Bank Indonesia may raise key rate again to stem soaring inflation
Bank Indonesia may raise key rate again to stem soaring inflation
Bloomberg, Jakarta/Singapore
Indonesia's central bank may raise its benchmark interest rate by a percentage point, its sixth increase in four months, after a report showed inflation jumped to a six-year high in November for the second month.
Bank Indonesia may raise the BI rate, a reference for bill sales, to 13.25 percent from 12.25 percent, according to the median forecast of 10 economists in a Bloomberg survey. The central bank's board of governors will meet in Jakarta on Dec. 6.

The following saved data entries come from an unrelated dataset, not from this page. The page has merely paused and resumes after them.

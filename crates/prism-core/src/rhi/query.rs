// Copyright 2025 eraflo
//
// Licensed under the Apache License, Version 2.0 (the "License");
// you may not use this file except in compliance with the License.
// You may obtain a copy of the License at
//
//     http://www.apache.org/licenses/LICENSE-2.0
//
// Unless required by applicable law or agreed to in writing, software
// distributed under the License is distributed on an "AS IS" BASIS,
// WITHOUT WARRANTIES OR CONDITIONS OF ANY KIND, either express or implied.
// See the License for the specific language governing permissions and
// limitations under the License.

//! GPU queries and the timestamp protocol.
//!
//! A measured interval uses three queries: a disjoint query that brackets the
//! interval and reports the tick frequency, and two timestamp queries that
//! capture the GPU clock at the start and at the end.

use crate::rhi::common::BackendHandle;
use crate::rhi::error::QueryError;
use crate::rhi::settings::RhiSettings;
use crate::rhi::traits::{RhiDevice, RhiDeviceContext};
use crate::sync::CancellationToken;
use std::sync::{Arc, Weak};
use std::time::{Duration, Instant};

/// Longest sleep between two polls of a query result.
const MAX_POLL_INTERVAL: Duration = Duration::from_millis(2);

/// The kind of a GPU query object.
#[derive(Debug, Clone, Copy, PartialEq, Eq, Hash)]
pub enum QueryKind {
    /// Reports whether the GPU clock stayed stable, and its frequency.
    TimestampDisjoint,
    /// Captures the GPU clock.
    Timestamp,
}

/// A query result.
#[derive(Debug, Clone, Copy, PartialEq, Eq)]
pub enum QueryData {
    /// Result of a disjoint query.
    Disjoint {
        /// `true` if the clock changed during the interval.
        disjoint: bool,
        /// Ticks per second.
        frequency: u64,
    },
    /// Result of a timestamp query, in ticks.
    Timestamp(u64),
}

/// A GPU query object, released on drop.
pub struct GpuQuery {
    handle: BackendHandle,
    kind: QueryKind,
    device: Weak<dyn RhiDevice>,
}

impl GpuQuery {
    /// Creates a query on `device`. Failure is logged and returned; there is no fallback.
    pub fn create(device: &Arc<dyn RhiDevice>, kind: QueryKind) -> Result<Self, QueryError> {
        match device.create_query(kind) {
            Ok(handle) => Ok(Self {
                handle,
                kind,
                device: Arc::downgrade(device),
            }),
            Err(err) => {
                log::error!("Failed to create {kind:?} query: {err}");
                Err(err)
            }
        }
    }

    /// The backend handle.
    pub fn handle(&self) -> BackendHandle {
        self.handle
    }

    /// The query kind.
    pub fn kind(&self) -> QueryKind {
        self.kind
    }

    /// Destroys the query now instead of at the end of scope.
    pub fn release(self) {
        drop(self);
    }
}

impl Drop for GpuQuery {
    fn drop(&mut self) {
        if let Some(device) = self.device.upgrade() {
            device.release_query(self.handle);
        }
    }
}

impl std::fmt::Debug for GpuQuery {
    fn fmt(&self, f: &mut std::fmt::Formatter<'_>) -> std::fmt::Result {
        f.debug_struct("GpuQuery")
            .field("handle", &self.handle.raw())
            .field("kind", &self.kind)
            .finish()
    }
}

/// The three queries measuring one interval.
#[derive(Debug)]
pub struct TimestampQueries {
    /// Brackets the interval.
    pub disjoint: GpuQuery,
    /// Captures the start tick.
    pub start: GpuQuery,
    /// Captures the end tick.
    pub end: GpuQuery,
}

impl TimestampQueries {
    /// Creates the three queries.
    pub fn create(device: &Arc<dyn RhiDevice>) -> Result<Self, QueryError> {
        Ok(Self {
            disjoint: GpuQuery::create(device, QueryKind::TimestampDisjoint)?,
            start: GpuQuery::create(device, QueryKind::Timestamp)?,
            end: GpuQuery::create(device, QueryKind::Timestamp)?,
        })
    }
}

/// Bounds a blocking query readback.
#[derive(Debug, Clone)]
pub struct QueryWait {
    /// Give up after this long.
    pub timeout: Duration,
    /// First poll interval. Doubles after every miss.
    pub poll_interval: Duration,
    /// Give up once cancelled.
    pub cancel: CancellationToken,
}

impl QueryWait {
    /// A wait bounded by the query settings.
    pub fn from_settings(settings: &RhiSettings) -> Self {
        Self {
            timeout: settings.query_timeout(),
            poll_interval: settings.query_poll_interval(),
            cancel: CancellationToken::new(),
        }
    }
}

/// Converts a tick interval to milliseconds. A disjoint interval is unreliable
/// and measures zero.
pub fn timestamp_duration_ms(disjoint: bool, frequency: u64, start: u64, end: u64) -> f64 {
    if disjoint || frequency == 0 {
        return 0.0;
    }
    end.saturating_sub(start) as f64 * 1000.0 / frequency as f64
}

/// Opens the interval: begins the disjoint query and captures the start tick.
pub fn timestamp_start(ctx: &mut dyn RhiDeviceContext, queries: &TimestampQueries) {
    ctx.begin_query(queries.disjoint.handle());
    ctx.end_query(queries.start.handle());
}

/// Closes the interval: captures the end tick and ends the disjoint query.
pub fn timestamp_end(ctx: &mut dyn RhiDeviceContext, queries: &TimestampQueries) {
    ctx.end_query(queries.end.handle());
    ctx.end_query(queries.disjoint.handle());
}

/// Polls `query` with exponential backoff until its result is available.
pub fn wait_for_query(
    ctx: &mut dyn RhiDeviceContext,
    query: &GpuQuery,
    wait: &QueryWait,
) -> Result<QueryData, QueryError> {
    poll_since(ctx, query, wait, Instant::now())
}

/// Polls `query` until `wait.timeout` after `started`.
fn poll_since(
    ctx: &mut dyn RhiDeviceContext,
    query: &GpuQuery,
    wait: &QueryWait,
    started: Instant,
) -> Result<QueryData, QueryError> {
    let mut interval = wait.poll_interval.max(Duration::from_micros(1));
    loop {
        if let Some(data) = ctx.query_data(query.handle())? {
            return Ok(data);
        }
        if wait.cancel.is_cancelled() {
            return Err(QueryError::Cancelled);
        }
        let elapsed = started.elapsed();
        if elapsed >= wait.timeout {
            return Err(QueryError::Timeout(elapsed));
        }
        std::thread::sleep(interval.min(wait.timeout - elapsed));
        interval = (interval * 2).min(MAX_POLL_INTERVAL);
    }
}

/// Waits for the three results and returns the interval in milliseconds.
///
/// `wait.timeout` bounds the three reads together.
pub fn resolve_timestamp_duration(
    ctx: &mut dyn RhiDeviceContext,
    queries: &TimestampQueries,
    wait: &QueryWait,
) -> Result<f64, QueryError> {
    let started = Instant::now();
    let (disjoint, frequency) = match poll_since(ctx, &queries.disjoint, wait, started)? {
        QueryData::Disjoint {
            disjoint,
            frequency,
        } => (disjoint, frequency),
        QueryData::Timestamp(_) => return Err(QueryError::WrongKind),
    };
    if disjoint {
        return Ok(0.0);
    }
    let start = read_ticks(ctx, &queries.start, wait, started)?;
    let end = read_ticks(ctx, &queries.end, wait, started)?;
    Ok(timestamp_duration_ms(false, frequency, start, end))
}

fn read_ticks(
    ctx: &mut dyn RhiDeviceContext,
    query: &GpuQuery,
    wait: &QueryWait,
    started: Instant,
) -> Result<u64, QueryError> {
    match poll_since(ctx, query, wait, started)? {
        QueryData::Timestamp(ticks) => Ok(ticks),
        QueryData::Disjoint { .. } => Err(QueryError::WrongKind),
    }
}

#[cfg(test)]
mod tests {
    use super::*;
    use approx::assert_relative_eq;

    #[test]
    fn duration_from_ticks() {
        assert_relative_eq!(
            timestamp_duration_ms(false, 1_000_000, 1_000_000, 2_500_000),
            1500.0
        );
    }

    #[test]
    fn disjoint_interval_measures_zero() {
        assert_relative_eq!(timestamp_duration_ms(true, 1_000_000, 0, 999_999_999), 0.0);
        assert_relative_eq!(timestamp_duration_ms(false, 0, 0, 10), 0.0);
    }

    #[test]
    fn reversed_ticks_do_not_underflow() {
        assert_relative_eq!(timestamp_duration_ms(false, 1000, 10, 5), 0.0);
    }
}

Inflation in Southeast Asia's largest economy accelerated a more-than-expected 18.4 percent from a year earlier in November, the fastest pace since June 1999. Central banks in India, South Korea, Thailand and Malaysia have increased interest rates this year to curb inflation caused by rising fuel prices.
November's inflation surge "supports our view that there will be more monetary policy tightening in Indonesia," Christa Janjic, senior economist at UBS AG said in a note to clients. "We and the market had expected inflation to have peaked in October. What went wrong," was that food prices did not fall after the Muslim festival and second-round inflationary impact was stronger than expected.
BI on Nov. 1 raised its benchmark interest rate by a record 1.25 percentage points to 12.25 percent, the fifth increase in nine weeks, after October's inflation report showed the consumer price index had gained 17.9 percent.
"It is impossible for Bank Indonesia to loosen its stance," central bank spokesman Halim Alamsyah said in Bali on Friday. "We will keep the tight monetary policies in place."
Prices have risen after Indonesia almost tripled kerosene costs and more than doubled diesel tariffs on Oct. 1. Gasoline prices rose by 88 percent. The move will help the government cap subsidies this year at Rp 89.2 trillion (US$8.7 billion).
The surge in inflation in November "was affected by oil shock and fuel price increases," Bank Indonesia's Senior Deputy Governor Miranda Goeltom said in Bali on Friday. "Our response will be to consider the core inflation more. Core inflation in October was higher than what we expected in the beginning of the year."
Indonesia's real interest rate, the difference between its interest rate and inflation, stands at a negative 6.15 percentage points, compared with negative 2.15 percentage points in Thailand and half a percentage point in the Philippines.
"The big question for Bank Indonesia is, how long will it keep the negative interest rate and how big will it keep the gap?," said Winang Budoyo, an economist at PT Mandiri Sekuritas in Jakarta. "Even if Bank Indonesia raises rates, it won't be as high as last month's 125 basis point increase."
BI on Nov. 30 said inflation will probably exceed 17 percent this year.
"Ideally, the BI rate should be 14 percent or 15 percent," Drajad Wibowo, an economist and a member of the House of Representatives' Commission XI on financial affairs, said on Friday in Bali. "Banks have already increased their deposit rates in response to high inflation. If BI doesn't increase rates, it is not consistent and banks won't trust the central bank. They have to maintain credibility."
Indonesia's economic growth rate slowed to 5.3 percent in the third quarter from a year ago, the slowest this year, after gaining 5.8 percent in the previous quarter and 6.1 percent in the first three months of the year.
The central bank forecasts next year's growth rate will be between 5 percent and 5.6 percent, Central Bank Governor Burhanuddin Abdullah said on Nov. 30.
Accelerating inflation also forced Indonesia's real estate association to cut its forecast for new home sales this year by as much as 20 percent because higher fuel costs slowed demand for houses.
The Indonesian Real Estate Developers Association reduced its forecast to as low as 80,000 homes from the previous estimate of 100,000, said Lukman Purnomosidi, chairman of the association.